=== Source data ===
================
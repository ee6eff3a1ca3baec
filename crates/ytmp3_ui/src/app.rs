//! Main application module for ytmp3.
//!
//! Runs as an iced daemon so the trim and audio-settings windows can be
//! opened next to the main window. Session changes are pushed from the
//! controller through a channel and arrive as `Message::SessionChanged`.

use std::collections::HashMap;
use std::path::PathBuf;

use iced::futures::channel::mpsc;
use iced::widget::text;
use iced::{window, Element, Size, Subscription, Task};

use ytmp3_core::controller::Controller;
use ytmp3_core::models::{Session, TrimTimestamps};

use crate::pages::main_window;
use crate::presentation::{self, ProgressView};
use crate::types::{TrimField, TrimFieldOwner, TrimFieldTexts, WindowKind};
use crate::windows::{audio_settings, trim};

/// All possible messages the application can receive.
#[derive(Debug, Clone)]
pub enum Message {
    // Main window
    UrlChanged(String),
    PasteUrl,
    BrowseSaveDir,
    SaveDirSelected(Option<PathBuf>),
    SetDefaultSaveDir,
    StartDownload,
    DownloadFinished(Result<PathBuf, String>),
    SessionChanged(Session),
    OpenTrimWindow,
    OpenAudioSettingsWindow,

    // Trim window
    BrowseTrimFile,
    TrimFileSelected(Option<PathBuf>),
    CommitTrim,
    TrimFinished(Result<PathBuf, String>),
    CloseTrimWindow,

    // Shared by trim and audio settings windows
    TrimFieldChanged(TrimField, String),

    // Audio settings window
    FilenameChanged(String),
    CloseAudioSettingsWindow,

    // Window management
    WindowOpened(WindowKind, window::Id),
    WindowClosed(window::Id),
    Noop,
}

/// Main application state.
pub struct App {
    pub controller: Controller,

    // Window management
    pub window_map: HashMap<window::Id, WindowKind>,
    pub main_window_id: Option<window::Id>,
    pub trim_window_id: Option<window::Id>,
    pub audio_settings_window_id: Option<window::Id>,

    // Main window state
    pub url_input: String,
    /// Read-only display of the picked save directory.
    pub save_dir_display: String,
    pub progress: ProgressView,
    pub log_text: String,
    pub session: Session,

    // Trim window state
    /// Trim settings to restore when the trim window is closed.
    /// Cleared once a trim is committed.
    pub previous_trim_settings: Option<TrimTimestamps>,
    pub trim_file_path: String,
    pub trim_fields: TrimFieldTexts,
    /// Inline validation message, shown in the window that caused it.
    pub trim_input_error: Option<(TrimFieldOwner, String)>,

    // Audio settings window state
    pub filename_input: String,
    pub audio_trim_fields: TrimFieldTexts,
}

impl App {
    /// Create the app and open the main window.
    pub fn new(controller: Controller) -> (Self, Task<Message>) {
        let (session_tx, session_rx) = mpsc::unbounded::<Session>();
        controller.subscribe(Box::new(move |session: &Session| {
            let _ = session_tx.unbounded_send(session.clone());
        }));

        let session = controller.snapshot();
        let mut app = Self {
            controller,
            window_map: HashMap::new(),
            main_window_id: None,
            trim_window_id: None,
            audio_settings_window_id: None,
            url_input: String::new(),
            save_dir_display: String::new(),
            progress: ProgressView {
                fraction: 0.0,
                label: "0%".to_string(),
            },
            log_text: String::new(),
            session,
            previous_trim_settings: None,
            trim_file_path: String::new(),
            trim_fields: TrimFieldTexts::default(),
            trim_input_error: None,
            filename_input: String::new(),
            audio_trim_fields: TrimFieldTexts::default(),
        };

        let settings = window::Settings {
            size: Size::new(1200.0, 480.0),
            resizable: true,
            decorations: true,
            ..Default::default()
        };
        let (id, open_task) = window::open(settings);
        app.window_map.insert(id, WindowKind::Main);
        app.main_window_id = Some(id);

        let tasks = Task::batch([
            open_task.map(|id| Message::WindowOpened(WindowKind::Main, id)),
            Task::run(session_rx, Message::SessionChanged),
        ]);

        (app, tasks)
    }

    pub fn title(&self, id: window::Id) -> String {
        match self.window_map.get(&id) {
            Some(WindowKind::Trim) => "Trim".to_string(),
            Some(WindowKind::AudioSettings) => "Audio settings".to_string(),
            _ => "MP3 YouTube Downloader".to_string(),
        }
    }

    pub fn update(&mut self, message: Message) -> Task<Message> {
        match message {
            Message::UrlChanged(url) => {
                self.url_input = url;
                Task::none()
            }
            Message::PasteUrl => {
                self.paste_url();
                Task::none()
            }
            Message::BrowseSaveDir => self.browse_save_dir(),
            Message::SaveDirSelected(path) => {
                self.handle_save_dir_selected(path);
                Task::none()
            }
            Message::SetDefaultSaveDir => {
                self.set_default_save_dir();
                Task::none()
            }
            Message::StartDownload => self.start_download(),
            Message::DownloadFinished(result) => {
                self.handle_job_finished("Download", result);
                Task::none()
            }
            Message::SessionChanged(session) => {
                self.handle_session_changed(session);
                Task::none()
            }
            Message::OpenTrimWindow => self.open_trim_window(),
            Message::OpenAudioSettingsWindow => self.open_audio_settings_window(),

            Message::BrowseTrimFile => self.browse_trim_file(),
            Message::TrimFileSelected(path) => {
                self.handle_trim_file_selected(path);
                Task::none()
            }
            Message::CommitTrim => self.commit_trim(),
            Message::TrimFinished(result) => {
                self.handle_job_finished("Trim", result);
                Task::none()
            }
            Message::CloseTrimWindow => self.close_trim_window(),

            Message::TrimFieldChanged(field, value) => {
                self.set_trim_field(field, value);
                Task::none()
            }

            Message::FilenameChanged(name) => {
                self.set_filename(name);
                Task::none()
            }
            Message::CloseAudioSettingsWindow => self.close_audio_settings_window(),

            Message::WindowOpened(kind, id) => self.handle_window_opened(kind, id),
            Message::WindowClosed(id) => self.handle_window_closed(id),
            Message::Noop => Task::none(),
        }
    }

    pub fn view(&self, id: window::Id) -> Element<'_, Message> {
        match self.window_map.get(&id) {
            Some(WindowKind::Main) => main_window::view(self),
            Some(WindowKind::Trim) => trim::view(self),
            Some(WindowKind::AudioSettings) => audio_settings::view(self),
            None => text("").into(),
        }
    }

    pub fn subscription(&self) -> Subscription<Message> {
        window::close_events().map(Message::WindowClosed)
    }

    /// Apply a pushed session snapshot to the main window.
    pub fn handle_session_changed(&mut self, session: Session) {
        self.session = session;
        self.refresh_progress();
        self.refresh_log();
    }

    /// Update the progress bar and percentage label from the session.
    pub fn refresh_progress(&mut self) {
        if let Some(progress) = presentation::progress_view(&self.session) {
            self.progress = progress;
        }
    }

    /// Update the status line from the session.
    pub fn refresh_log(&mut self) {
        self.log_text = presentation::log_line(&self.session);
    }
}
================
=== Problem details ===
Where does the string "snapshot" appear in the records above? Show every line that holds it.

=== Task output ===
        let session = controller.snapshot();
    /// Apply a pushed session snapshot to the main window.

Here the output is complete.